Team effort: Toyota and Hyundai have wheeled out their fuel-cell-powered models together in Adelaide to strengthen the case for hydrogen infrastructure.

Team effort: Toyota and Hyundai have wheeled out their fuel-cell-powered models together in Ade-laide to strengthen the case for hydrogen infrastructure.

The study will also examine the feasibility of fuel-cell powered vehicles in the council’s services and state bus fleets, with the aim of using hydrogen produced on-site using electrolysis technology powered by renewable electricity.

The announcement is the latest in the SA government’s plan to increase its fleet of low emissions vehicles by 30 per cent, part of its commitment to achieve net zero emissions by 2050.

State premier Jay Weatherill said at the announcement that the government’s target was to replace a significant proportion of the government fleet – which numbers around 7000 vehicles – with electric, hydrogen and hybrid over the next three years.

“The purchase of around 2000 low emission vehicles will also help drive innovation, investment and jobs in this growing industry,” he said.



By organising the SA trial, the two automotive brands have formed a green coalition of sorts to promote the hydrogen fuel-cell cause, with vehicles that offer a touring range comparable to that of combustion engines and a greater range than some pure-electric vehicles.

Hyundai has had fuel-cell vehicles and a single hydrogen fuel station at its Sydney headquarters since late 2014, and Toyota’s first Mirai was brought to Australia the following year but was limited in trials by hydrogen availability.

Hyundai offered to top up the Mirai for Toyota during its visit, but the Japanese car-maker declined in favour of waiting for its mobile setup, which arrived last month.

Fuel cell cars offer zero emissions – beyond water – in providing transport, fitting the state authorities’ plans to establish Adelaide as the world’s first carbon neutral city.

The two automotive companies are also convening a meeting of hydrogen mobility industry stakeholders at the former Mitsubishi factory site at Tonsley Park in Adelaide this week to discuss the future of the fuel.

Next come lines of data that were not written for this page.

//! Compiled code objects.

use std::{
    collections::BTreeMap,
    fmt::{self, Write as _},
    ops::BitOr,
};

use super::{
    concrete::{self, ConcreteInstr},
    op::OperandKind,
};
use crate::value::Value;

/// Flag bits describing how a code object is called.
#[derive(Debug, Clone, Copy, PartialEq, Eq, Default, Hash)]
pub struct CodeFlags(u8);

impl CodeFlags {
    /// The last positional parameter slot collects extra positional arguments.
    pub const VARARGS: Self = Self(1);
    /// The last parameter slot collects extra keyword arguments.
    pub const VARKEYWORDS: Self = Self(1 << 1);
    /// Name-indexed accesses use a fresh scope per call.
    ///
    /// Cleared for code that must run against another frame's locals.
    pub const NEWLOCALS: Self = Self(1 << 2);
    /// The code belongs to a function nested inside another function.
    pub const NESTED: Self = Self(1 << 3);

    #[must_use]
    pub const fn empty() -> Self {
        Self(0)
    }

    #[must_use]
    pub const fn contains(self, other: Self) -> bool {
        self.0 & other.0 == other.0
    }

    pub fn insert(&mut self, other: Self) {
        self.0 |= other.0;
    }

    pub fn remove(&mut self, other: Self) {
        self.0 &= !other.0;
    }

    #[must_use]
    pub const fn bits(self) -> u8 {
        self.0
    }
}

impl BitOr for CodeFlags {
    type Output = Self;

    fn bitor(self, rhs: Self) -> Self {
        Self(self.0 | rhs.0)
    }
}

/// A compiled unit of bytecode together with the tables its operands index.
///
/// # Variable tables
///
/// - `names`: operands of name-indexed, global and attribute instructions
/// - `varnames`: local slots; parameters first (positional, then `*args`, then `**kwargs`)
/// - `cellvars`: locals captured by nested functions
/// - `freevars`: variables captured from enclosing functions
///
/// Cell operands index `cellvars ++ freevars`.
#[derive(Debug, Clone)]
pub struct Code {
    pub(crate) name: String,
    pub(crate) bytecode: Vec<u8>,
    pub(crate) consts: Vec<Value>,
    pub(crate) names: Vec<String>,
    pub(crate) varnames: Vec<String>,
    pub(crate) cellvars: Vec<String>,
    pub(crate) freevars: Vec<String>,
    /// Number of positional parameters, excluding `*args` and `**kwargs`.
    pub(crate) argcount: usize,
    pub(crate) flags: CodeFlags,
    /// Offsets of instructions that start a source line, mapped to the line number.
    pub(crate) line_starts: BTreeMap<usize, u32>,
}

impl Code {
    #[must_use]
    pub fn name(&self) -> &str {
        &self.name
    }

    #[must_use]
    pub fn bytecode(&self) -> &[u8] {
        &self.bytecode
    }

    #[must_use]
    pub fn consts(&self) -> &[Value] {
        &self.consts
    }

    #[must_use]
    pub fn names(&self) -> &[String] {
        &self.names
    }

    #[must_use]
    pub fn varnames(&self) -> &[String] {
        &self.varnames
    }

    #[must_use]
    pub fn cellvars(&self) -> &[String] {
        &self.cellvars
    }

    #[must_use]
    pub fn freevars(&self) -> &[String] {
        &self.freevars
    }

    #[must_use]
    pub fn argcount(&self) -> usize {
        self.argcount
    }

    #[must_use]
    pub fn flags(&self) -> CodeFlags {
        self.flags
    }

    /// Number of parameter slots, including `*args` and `**kwargs`.
    #[must_use]
    pub fn total_params(&self) -> usize {
        self.argcount
            + usize::from(self.flags.contains(CodeFlags::VARARGS))
            + usize::from(self.flags.contains(CodeFlags::VARKEYWORDS))
    }

    /// Name of cell operand `index` (cellvars first, then freevars).
    #[must_use]
    pub fn cell_name(&self, index: usize) -> Option<&str> {
        let name = match index.checked_sub(self.cellvars.len()) {
            None => self.cellvars.get(index),
            Some(free) => self.freevars.get(free),
        };
        name.map(String::as_str)
    }

    /// Source line started by the instruction at `offset`, if it starts one.
    #[must_use]
    pub fn line_start(&self, offset: usize) -> Option<u32> {
        self.line_starts.get(&offset).copied()
    }

    /// Source line of the instruction at `offset` (the last line start at or before it).
    #[must_use]
    pub fn line_for(&self, offset: usize) -> Option<u32> {
        self.line_starts.range(..=offset).next_back().map(|(_, line)| *line)
    }

    /// Returns a human-readable listing of the code, one instruction per line.
    ///
    /// Nested code objects in the constant pool are listed after their parent.
    #[must_use]
    pub fn disassemble(&self) -> String {
        let mut out = String::new();
        self.write_disassembly(&mut out);
        out
    }

    fn write_disassembly(&self, out: &mut String) {
        let _ = writeln!(out, "Disassembly of <{}>:", self.name);
        let instrs = match concrete::decode(self) {
            Ok(instrs) => instrs,
            Err(e) => {
                let _ = writeln!(out, "  <undecodable: {e}>");
                return;
            }
        };
        for instr in &instrs {
            let line = self
                .line_start(instr.offset)
                .map_or_else(|| "    ".to_owned(), |l| format!("{l:>4}"));
            let _ = writeln!(out, "{line} {:>5} {}", instr.offset, self.describe(instr));
        }
        for constant in &self.consts {
            if let Value::Code(nested) = constant {
                out.push('\n');
                nested.write_disassembly(out);
            }
        }
    }

    fn describe(&self, instr: &ConcreteInstr) -> String {
        let mut text = format!("{:<16}", instr.opcode.to_string());
        let arg = usize::from(instr.arg);
        let detail = match instr.opcode.operand() {
            OperandKind::None => None,
            OperandKind::Const => self.consts.get(arg).map(Value::repr),
            OperandKind::Name => self.names.get(arg).cloned(),
            OperandKind::Local => self.varnames.get(arg).cloned(),
            OperandKind::Cell => self.cell_name(arg).map(str::to_owned),
            OperandKind::Jump => Some(format!("to {}", instr.jump_target().unwrap_or_default())),
            OperandKind::Count | OperandKind::Byte => Some(arg.to_string()),
        };
        if let Some(detail) = detail {
            let _ = write!(text, " {arg:>3} ({detail})");
        }
        text.trim_end().to_owned()
    }
}

impl fmt::Display for Code {
    fn fmt(&self, f: &mut fmt::Formatter<'_>) -> fmt::Result {
        f.write_str(&self.disassemble())
    }
}
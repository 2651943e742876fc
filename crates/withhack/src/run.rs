//! Public interface for running scripts.

use std::sync::Arc;

use crate::{
    builtins,
    bytecode::{Code, VM, compile},
    config::VmConfig,
    exception::RunResult,
    io::PrintWriter,
    namespace::Scope,
    parse::ParseError,
    recipes,
    tracer::{NoopTracer, VmTracer},
    value::Value,
};

/// A compiled script, ready to run any number of times.
///
/// # Example
/// ```
/// use withhack::{CollectStringPrint, Runner};
///
/// let source = "with CaptureFunction(('name',)) as f:\n    print('hello', name)\nf.function('world')\n";
/// let runner = Runner::new(source.to_owned(), "demo.py").unwrap();
/// let mut print = CollectStringPrint::new();
/// runner.run(&mut print).unwrap();
/// assert_eq!(print.output(), "hello world\n");
/// ```
#[derive(Debug, Clone)]
pub struct Runner {
    source: String,
    code: Arc<Code>,
    recipes: bool,
}

impl Runner {
    /// Compiles `source` as a module named after `script_name`.
    pub fn new(source: String, script_name: &str) -> Result<Self, ParseError> {
        let code = compile(&source, script_name)?;
        log::debug!("compiled {script_name}: {} bytes of bytecode", code.bytecode().len());
        Ok(Self {
            source,
            code: Arc::new(code),
            recipes: true,
        })
    }

    /// Whether the recipe constructors are available as builtins (the default).
    #[must_use]
    pub fn with_recipes(mut self, enabled: bool) -> Self {
        self.recipes = enabled;
        self
    }

    /// The source the runner was compiled from.
    #[must_use]
    pub fn source(&self) -> &str {
        &self.source
    }

    #[must_use]
    pub fn code(&self) -> &Arc<Code> {
        &self.code
    }

    /// Runs the script in fresh globals with the default configuration.
    pub fn run(&self, print: &mut impl PrintWriter) -> RunResult<Value> {
        self.run_with(&Scope::new(), VmConfig::default(), NoopTracer, print).0
    }

    /// Runs the script in `globals`, returning the tracer alongside the result.
    pub fn run_with<P: PrintWriter, Tr: VmTracer>(
        &self,
        globals: &Scope,
        config: VmConfig,
        tracer: Tr,
        print: &mut P,
    ) -> (RunResult<Value>, Tr) {
        let builtins = builtins::scope();
        if self.recipes {
            recipes::install(&builtins);
        }
        let mut vm = VM::new(print, tracer, config, builtins);
        let result = vm.run_module(Arc::clone(&self.code), globals.clone());
        (result, vm.into_tracer())
    }
}
//! Abstract instruction sequences from live frames.

use crate::{
    bytecode::{Bytecode, Code, ConcreteInstr, FrameId, decode},
    host::Host,
};

use super::HackError;

/// Extracts the instructions of `context`'s code between two raw offsets.
///
/// `start` and `end` are byte offsets as reported by [`Frame::lasti`]; the
/// result covers the instructions from the one containing `start` up to,
/// but not including, the one containing `end`.
///
/// [`Frame::lasti`]: crate::bytecode::Frame::lasti
pub fn extract(host: &dyn Host, context: FrameId, start: usize, end: usize) -> Result<Bytecode, HackError> {
    let frame = host.frame(context).ok_or(HackError::FrameGone(context))?;
    extract_code(frame.code(), start, end)
}

/// Extracts the instructions of `code` between two raw offsets.
pub fn extract_code(code: &Code, start: usize, end: usize) -> Result<Bytecode, HackError> {
    let concrete = decode(code)?;
    let first = instruction_index(&concrete, start);
    let last = instruction_index(&concrete, end).max(first);
    let bytecode = Bytecode::from_code(code)?;
    log::debug!(
        "extracted <{}> offsets {start}..{end} as instructions {first}..{last}",
        code.name()
    );
    Ok(bytecode.slice(first, last))
}

/// Extracts every instruction of `context`'s code.
pub fn extract_all(host: &dyn Host, context: FrameId) -> Result<Bytecode, HackError> {
    let frame = host.frame(context).ok_or(HackError::FrameGone(context))?;
    Ok(Bytecode::from_code(frame.code())?)
}

/// Index of the instruction containing byte `offset`, or the instruction count past the end.
fn instruction_index(concrete: &[ConcreteInstr], offset: usize) -> usize {
    concrete.partition_point(|instr| instr.offset + instr.size() <= offset)
}

#[cfg(test)]
mod tests {
    use pretty_assertions::assert_eq;

    use std::sync::Arc;

    use super::*;
    use crate::{
        bytecode::{Opcode, VM, compile},
        config::VmConfig,
        exception::ExcType,
        function::NativeFunction,
        io::NoPrint,
        namespace::Scope,
        tracer::NoopTracer,
        value::Value,
    };

    fn sample() -> Code {
        compile("x = 1\ny = x + 2\n", "<module>").unwrap()
    }

    #[test]
    fn slices_whole_instructions() {
        let code = sample();
        let concrete = decode(&code).unwrap();
        let third = concrete[2].offset;
        let bytecode = extract_code(&code, 0, third).unwrap();
        assert_eq!(bytecode.len(), 2);
        assert_eq!(bytecode.instrs[0].op, concrete[0].opcode);
        assert_eq!(bytecode.instrs[1].op, concrete[1].opcode);
    }

    #[test]
    fn offsets_inside_an_instruction_round_down() {
        let code = sample();
        let concrete = decode(&code).unwrap();
        let wide = concrete.iter().position(|i| i.size() > 1).unwrap();
        let inside = concrete[wide].offset + 1;
        let bytecode = extract_code(&code, inside, code.bytecode().len()).unwrap();
        assert_eq!(bytecode.len(), concrete.len() - wide);
        assert_eq!(bytecode.instrs[0].op, concrete[wide].opcode);
    }

    #[test]
    fn full_range_matches_decoded_length() {
        let code = sample();
        let bytecode = extract_code(&code, 0, code.bytecode().len()).unwrap();
        assert_eq!(bytecode.len(), decode(&code).unwrap().len());
        assert_eq!(bytecode.instrs.last().map(|i| i.op), Some(Opcode::ReturnValue));
    }

    #[test]
    fn reversed_range_is_empty() {
        let code = sample();
        assert!(extract_code(&code, 6, 0).unwrap().is_empty());
    }

    #[test]
    fn whole_code_of_a_live_frame() {
        let code = Arc::new(compile("x = 1\nn = instructions()\n", "<module>").unwrap());
        let expected = i64::try_from(decode(&code).unwrap().len()).unwrap();
        let builtins = Scope::new();
        builtins.set(
            "instructions",
            NativeFunction::value("instructions", |host, args| {
                args.check_positional("instructions", 0, 0)?;
                let frame = host
                    .current_frame()
                    .ok_or_else(|| ExcType::SystemError.err("no running frame"))?;
                let whole = extract_all(&*host, frame)?;
                Ok(Value::Int(i64::try_from(whole.len()).unwrap_or(i64::MAX)))
            }),
        );
        let globals = Scope::new();
        let mut print = NoPrint;
        let mut vm = VM::new(&mut print, NoopTracer, VmConfig::default(), builtins);
        vm.run_module(code, globals.clone()).unwrap();
        assert_eq!(globals.get("n").and_then(|n| n.as_int()), Some(expected));
        assert!(matches!(extract_all(&vm, FrameId::next()), Err(HackError::FrameGone(_))));
    }
}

Assistant minister to the treasurer Chris Picton said the state was pursuing a range of initiatives to encourage the adoption of zero emission vehicles.

“We are trailing low emission buses including two locally manufactured electric buses and
purchasing low emission cars for the state government fleet,” he said.

“These are important initiatives in our goal to make Adelaide the world’s first carbon neutral city,” he said.

Mr Picton also mentioned financial incentives to encourage the adoption of zero emissions vehicles – including the removal of taxation barriers and, in particular, the luxury car tax, but failed to detail specific state-based incentives involving sales tax or stamp duty concessions.

“The state government has undertaken significant tax reform following the State Tax Review last year,” he said.

“At the national level the state treasurer has been advocating for the abolition of no longer needed federal taxes and tariffs that were originally designed to protect the local car industry,” he said.

Adelaide’s lord mayor Martin Haese said 35 per cent of carbon emissions in the City of Adelaide come from transport, with over 90 per cent of those from private vehicles.

“Using hydrogen generated from renewable energy as a fuel source will help reduce emissions
and improve the air quality of the city,” he said.

Mr Haese was also keen to point out the quality of life aspect of hydrogen fuel cell vehicles, which are quieter in operation as well as being zero emissions vehicles.

Adelaide City Council is also planning to install at least 40 electric vehicle charging stations throughout the city, including 10 charging points in the Adelaide Central Market carpark, by the end of next year.

The council’s Sustainability Incentives scheme will also provide up to $5000 for each electric vehicle charging point and up to $250 for each electric bicycle point that city property owners and tenants install, including commercial car parks.

The 10 charging points – up from the existing four that have been in place in two parking venues since 2010 – in the Central Market carpark to provide free charging services for permanent reserved and casual users until at least 2020.